The National Healthcare Anti-Fraud Association approximates 3 to 10 percent of annual healthcare expenditures account to fraudulent claims. This means that in the $600 billion spent for Medicare back in 2012, $60 billion was lost to healthcare fraud. This loss becomes the burden of honest taxpayers and experts have been quick to surmise that these numbers are poised to inflate due in large part to our aging baby boomers.

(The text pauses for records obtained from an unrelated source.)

impl MenuTree {
    /// Build a tree, failing on the first malformed node.
    pub fn build(decls: impl IntoIterator<Item = NodeDecl>) -> Result<Self, TreeError> {
        let (tree, errors) = Self::build_lenient(decls);
        match errors.into_iter().next() {
            Some(err) => Err(err),
            None => Ok(tree),
        }
    }

    /// Build a tree, dropping every malformed subtree.
    ///
    /// Returns the surviving tree together with one error per dropped subtree.
    pub fn build_lenient(decls: impl IntoIterator<Item = NodeDecl>) -> (Self, Vec<TreeError>) {
        let mut builder = Builder::default();
        let roots: Vec<usize> = decls
            .into_iter()
            .filter_map(|decl| builder.insert(decl, None))
            .collect();

        #[cfg(feature = "tracing")]
        for err in &builder.errors {
            tracing::warn!(message = "menu.tree.rejected", error = %err);
        }

        let mut tree = Self {
            nodes: builder.nodes,
            index: builder.index,
            roots,
            radio_groups: builder.radio_groups,
            levels: AHashMap::new(),
            node_levels: Vec::new(),
        };
        tree.index_levels();
        (tree, builder.errors)
    }

    fn index_levels(&mut self) {
        let mut node_levels = vec![LevelId::Root; self.nodes.len()];
        let mut levels = AHashMap::new();

        let mut pending = vec![(LevelId::Root, self.roots.clone())];
        while let Some((level, children)) = pending.pop() {
            let mut entries = Vec::new();
            let mut stack: Vec<usize> = children.into_iter().rev().collect();
            while let Some(idx) = stack.pop() {
                node_levels[idx] = level;
                let node = &self.nodes[idx];
                match node.kind {
                    NodeKind::Group => stack.extend(node.children.iter().rev().copied()),
                    NodeKind::SubmenuTrigger => {
                        entries.push(idx);
                        pending.push((LevelId::Submenu(node.id), node.children.clone()));
                    }
                    _ => entries.push(idx),
                }
            }
            levels.insert(level, entries);
        }

        self.levels = levels;
        self.node_levels = node_levels;
    }

    /// Number of nodes (groups included).
    #[must_use]
    pub fn len(&self) -> usize {
        self.nodes.len()
    }

    #[must_use]
    pub fn is_empty(&self) -> bool {
        self.nodes.is_empty()
    }

    /// Look up a node by id.
    #[must_use]
    pub fn get(&self, id: NodeId) -> Option<&MenuNode> {
        self.index.get(&id).map(|&idx| &self.nodes[idx])
    }

    #[must_use]
    pub fn contains(&self, id: NodeId) -> bool {
        self.index.contains_key(&id)
    }

    /// All nodes in tree order.
    pub fn nodes(&self) -> impl Iterator<Item = &MenuNode> {
        self.nodes.iter()
    }

    /// Declared radio groups in tree order.
    #[must_use]
    pub fn radio_groups(&self) -> &[RadioGroupDecl] {
        &self.radio_groups
    }

    /// The level a node is displayed in.
    #[must_use]
    pub fn level_of(&self, id: NodeId) -> Option<LevelId> {
        self.index.get(&id).map(|&idx| self.node_levels[idx])
    }

    /// Nodes displayed in `level`, in tree order, groups flattened away.
    pub fn level_entries(&self, level: LevelId) -> impl Iterator<Item = &MenuNode> {
        self.levels
            .get(&level)
            .into_iter()
            .flatten()
            .map(|&idx| &self.nodes[idx])
    }

    /// Ids of the enabled interactive nodes of `level`, in tree order.
    #[must_use]
    pub fn navigable(&self, level: LevelId) -> Vec<NodeId> {
        self.level_entries(level)
            .filter(|node| node.is_navigable())
            .map(MenuNode::id)
            .collect()
    }
}

#[derive(Default)]
struct Builder {
    nodes: Vec<MenuNode>,
    index: AHashMap<NodeId, usize>,
    radio_groups: Vec<RadioGroupDecl>,
    group_names: AHashSet<RadioGroupId>,
    errors: Vec<TreeError>,
}
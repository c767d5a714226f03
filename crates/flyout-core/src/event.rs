#![forbid(unsafe_code)]

//! Canonical input/event types.
//!
//! Hosts translate whatever their platform delivers (terminal escape
//! sequences, window-system callbacks, DOM events) into these types before
//! handing them to a menu controller.
//!
//! # Design Notes
//!
//! - Mouse coordinates are 0-indexed in viewport space
//! - `KeyEventKind` defaults to `Press` when the platform cannot distinguish
//! - `Modifiers` use bitflags for easy combination

use bitflags::bitflags;

/// Canonical input event.
#[derive(Debug, Clone, PartialEq, Eq)]
pub enum Event {
    /// A keyboard event.
    Key(KeyEvent),

    /// A mouse event.
    Mouse(MouseEvent),

    /// The viewport was resized.
    Resize {
        /// New viewport width.
        width: u16,
        /// New viewport height.
        height: u16,
    },

    /// Host window focus gained (`true`) or lost (`false`).
    Focus(bool),
}

/// A keyboard event.
#[derive(Debug, Clone, Copy, PartialEq, Eq)]
pub struct KeyEvent {
    /// The key code that was pressed.
    pub code: KeyCode,

    /// Modifier keys held during the event.
    pub modifiers: Modifiers,

    /// The type of key event (press, repeat, or release).
    pub kind: KeyEventKind,
}

impl KeyEvent {
    /// Create a new key event with default modifiers and Press kind.
    #[must_use]
    pub const fn new(code: KeyCode) -> Self {
        Self {
            code,
            modifiers: Modifiers::NONE,
            kind: KeyEventKind::Press,
        }
    }

    /// Create a key event with modifiers.
    #[must_use]
    pub const fn with_modifiers(mut self, modifiers: Modifiers) -> Self {
        self.modifiers = modifiers;
        self
    }

    /// Create a key event with a specific kind.
    #[must_use]
    pub const fn with_kind(mut self, kind: KeyEventKind) -> Self {
        self.kind = kind;
        self
    }

    /// Check if this is a specific character key.
    #[must_use]
    pub fn is_char(&self, c: char) -> bool {
        matches!(self.code, KeyCode::Char(ch) if ch == c)
    }

    /// Press or auto-repeat; releases are ignored by navigation.
    #[must_use]
    pub const fn is_press(&self) -> bool {
        matches!(self.kind, KeyEventKind::Press | KeyEventKind::Repeat)
    }

    /// The printable character carried by this key, if any.
    ///
    /// Keys chorded with Ctrl, Alt or Super are shortcuts, not text, and
    /// return `None`. Shift is allowed.
    #[must_use]
    pub fn printable_char(&self) -> Option<char> {
        if self
            .modifiers
            .intersects(Modifiers::CTRL | Modifiers::ALT | Modifiers::SUPER)
        {
            return None;
        }
        match self.code {
            KeyCode::Char(c) if !c.is_control() => Some(c),
            _ => None,
        }
    }
}

/// Key codes for keyboard events.
#[derive(Debug, Clone, Copy, PartialEq, Eq, Hash)]
pub enum KeyCode {
    /// A regular character key. Space arrives as `Char(' ')`.
    Char(char),
    /// Enter/Return key.
    Enter,
    /// Escape key.
    Escape,
    /// Backspace key.
    Backspace,
    /// Tab key.
    Tab,
    /// Shift+Tab (back-tab).
    BackTab,
    /// Home key.
    Home,
    /// End key.
    End,
    /// Page Up key.
    PageUp,
    /// Page Down key.
    PageDown,
    /// Up arrow key.
    Up,
    /// Down arrow key.
    Down,
    /// Left arrow key.
    Left,
    /// Right arrow key.
    Right,
}

/// The type of key event.
#[derive(Debug, Clone, Copy, PartialEq, Eq, Hash, Default)]
pub enum KeyEventKind {
    /// Key was pressed (default when not distinguishable).
    #[default]
    Press,

    /// Key is being held (repeat event).
    Repeat,

    /// Key was released.
    Release,
}

bitflags! {
    /// Modifier keys that can be held during a key event.
    #[derive(Debug, Clone, Copy, PartialEq, Eq, Hash)]
    pub struct Modifiers: u8 {
        /// No modifiers.
        const NONE  = 0b0000;
        /// Shift key.
        const SHIFT = 0b0001;
        /// Alt/Option key.
        const ALT   = 0b0010;
        /// Control key.
        const CTRL  = 0b0100;
        /// Super/Meta/Command key.
        const SUPER = 0b1000;
    }
}

impl Default for Modifiers {
    fn default() -> Self {
        Self::NONE
    }
}

/// A mouse event.
#[derive(Debug, Clone, Copy, PartialEq, Eq)]
pub struct MouseEvent {
    /// The type of mouse event.
    pub kind: MouseEventKind,

    /// X coordinate (0-indexed).
    pub x: u16,

    /// Y coordinate (0-indexed).
    pub y: u16,

    /// Modifier keys held during the event.
    pub modifiers: Modifiers,
}

impl MouseEvent {
    /// Create a new mouse event.
    #[must_use]
    pub const fn new(kind: MouseEventKind, x: u16, y: u16) -> Self {
        Self {
            kind,
            x,
            y,
            modifiers: Modifiers::NONE,
        }
    }

    /// Get the position as a tuple.
    #[must_use]
    pub const fn position(&self) -> (u16, u16) {
        (self.x, self.y)
    }
}

/// The type of mouse event.
#[derive(Debug, Clone, Copy, PartialEq, Eq, Hash)]
pub enum MouseEventKind {
    /// Mouse button pressed down.
    Down(MouseButton),

    /// Mouse button released.
    Up(MouseButton),

    /// Mouse dragged while button held.
    Drag(MouseButton),

    /// Mouse moved (no button pressed).
    Moved,
}

/// Mouse button identifiers.
#[derive(Debug, Clone, Copy, PartialEq, Eq, Hash)]
pub enum MouseButton {
    /// Left mouse button.
    Left,

    /// Right mouse button.
    Right,
}

#[cfg(test)]
mod tests {
    use super::*;

    #[test]
    fn key_event_is_char() {
        let event = KeyEvent::new(KeyCode::Char('q'));
        assert!(event.is_char('q'));
        assert!(!event.is_char('x'));
    }

    #[test]
    fn printable_char_rejects_shortcuts() {
        assert_eq!(KeyEvent::new(KeyCode::Char('s')).printable_char(), Some('s'));
        assert_eq!(
            KeyEvent::new(KeyCode::Char('S'))
                .with_modifiers(Modifiers::SHIFT)
                .printable_char(),
            Some('S')
        );
        assert_eq!(
            KeyEvent::new(KeyCode::Char('s'))
                .with_modifiers(Modifiers::CTRL)
                .printable_char(),
            None
        );
        assert_eq!(KeyEvent::new(KeyCode::Enter).printable_char(), None);
        assert_eq!(KeyEvent::new(KeyCode::Char('\u{7}')).printable_char(), None);
    }

    #[test]
    fn release_is_not_press() {
        let press = KeyEvent::new(KeyCode::Down);
        assert!(press.is_press());
        assert!(press.with_kind(KeyEventKind::Repeat).is_press());
        assert!(!press.with_kind(KeyEventKind::Release).is_press());
    }

    #[test]
    fn mouse_event_position() {
        let event = MouseEvent::new(MouseEventKind::Down(MouseButton::Left), 10, 20);
        assert_eq!(event.position(), (10, 20));
    }

    #[test]
    fn modifiers_default() {
        assert_eq!(Modifiers::default(), Modifiers::NONE);
    }
}
#![forbid(unsafe_code)]

//! Checkbox and radio state.
//!
//! The store is seeded from the declarations in a [`MenuTree`] and owned by
//! the controller for as long as the tree lives. It only knows about nodes
//! that exist in that tree; unknown ids are ignored.

use ahash::AHashMap;

use crate::tree::{MenuTree, NodeId, NodeKind, RadioGroupId};

#[derive(Debug, Clone)]
struct RadioState {
    members: Vec<NodeId>,
    selected: Option<NodeId>,
}

/// Checked state of checkbox items and selection of radio groups.
#[derive(Debug, Clone, Default)]
pub struct SelectionStore {
    checked: AHashMap<NodeId, bool>,
    disabled: AHashMap<NodeId, bool>,
    groups: AHashMap<RadioGroupId, RadioState>,
    membership: AHashMap<NodeId, RadioGroupId>,
}

impl SelectionStore {
    /// Seed the store from the tree's declared initial values.
    #[must_use]
    pub fn from_tree(tree: &MenuTree) -> Self {
        let mut store = Self::default();
        for node in tree.nodes() {
            match node.kind() {
                NodeKind::CheckboxItem => {
                    store.checked.insert(node.id(), node.initially_checked());
                    store.disabled.insert(node.id(), node.is_disabled());
                }
                NodeKind::RadioItem => {
                    store.disabled.insert(node.id(), node.is_disabled());
                }
                _ => {}
            }
        }
        for group in tree.radio_groups() {
            for &member in &group.members {
                store.membership.insert(member, group.id.clone());
            }
            store.groups.insert(
                group.id.clone(),
                RadioState {
                    members: group.members.clone(),
                    selected: group.selected,
                },
            );
        }
        store
    }

    /// Set a checkbox. Returns `true` if the state changed.
    pub fn set_checked(&mut self, node: NodeId, value: bool) -> bool {
        match self.checked.get_mut(&node) {
            Some(state) if *state != value => {
                *state = value;
                true
            }
            _ => false,
        }
    }

    /// Flip a checkbox. Returns the new state, or `None` for unknown ids.
    pub fn toggle_checked(&mut self, node: NodeId) -> Option<bool> {
        let state = self.checked.get_mut(&node)?;
        *state = !*state;
        Some(*state)
    }

    /// Select `node` within `group`, clearing the previous selection.
    ///
    /// Returns `true` if the selection changed. Disabled items and ids that
    /// are not members of `group` leave the group untouched.
    pub fn select_radio(&mut self, group: &RadioGroupId, node: NodeId) -> bool {
        if self.disabled.get(&node).copied().unwrap_or(false) {
            return false;
        }
        let Some(state) = self.groups.get_mut(group) else {
            return false;
        };
        if !state.members.contains(&node) || state.selected == Some(node) {
            return false;
        }
        state.selected = Some(node);
        true
    }

    /// Whether a checkbox is checked. Unknown ids read as unchecked.
    #[must_use]
    pub fn is_checked(&self, node: NodeId) -> bool {
        self.checked.get(&node).copied().unwrap_or(false)
    }

    /// The selected member of a radio group.
    #[must_use]
    pub fn selected_radio(&self, group: &RadioGroupId) -> Option<NodeId> {
        self.groups.get(group).and_then(|state| state.selected)
    }

    /// The radio group a radio item belongs to.
    #[must_use]
    pub fn radio_group_of(&self, node: NodeId) -> Option<&RadioGroupId> {
        self.membership.get(&node)
    }

    /// Whether a radio item is the selected member of its group.
    #[must_use]
    pub fn is_radio_selected(&self, node: NodeId) -> bool {
        self.radio_group_of(node)
            .and_then(|group| self.selected_radio(group))
            == Some(node)
    }
}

The Kaiser Family Foundation states that presently, 10,000 baby boomers turn 65 on a daily basis. Not only does this age bracket account to a higher per capita health costs at $9,744 compared to the 25 to 44 bracket at $2,739, this specific demographic is also prone to painting the Health Care fraud crisis grey. While most people would like to believe that the elderly population is the least likely to commit criminal acts, various factors could actually prove otherwise.
One of the biggest factors to the greying of the Health Care fraud crisis is the exponential increase of senior citizens in the country. By 2030, this population will hit the 70 million mark and by the year 2050, it is expected to reach 90 million. This sheer number alone has triggered a dramatic rise in the total number of healthcare fraudsters belonging to the elderly demographic. Factor in how 1 out of 5 of these seniors has no retirement savings– as per a recent Federal Reserve Board survey– it is easy to see why an increasing number of our seniors resort to healthcare fraud.
Other factors could also contribute in this phenomenon. To name a few: there’s the dramatic drop in home values which could trigger elderly candidates to set fire to their shelters for an insurance bailout; large debt incurred due to poor lifestyle choices both in the past and in the present (one survey revealed that 63 percent of baby boomers believe in the importance of living “in the here and now” as opposed to the 47% who prioritize saving for the future and while a large portion of the people surveyed fear going broke as many as 33 percent was not ready to sacrifice entertainment for future financial security); and insecurity about Social Security which could prompt seniors to take matters into their own hands.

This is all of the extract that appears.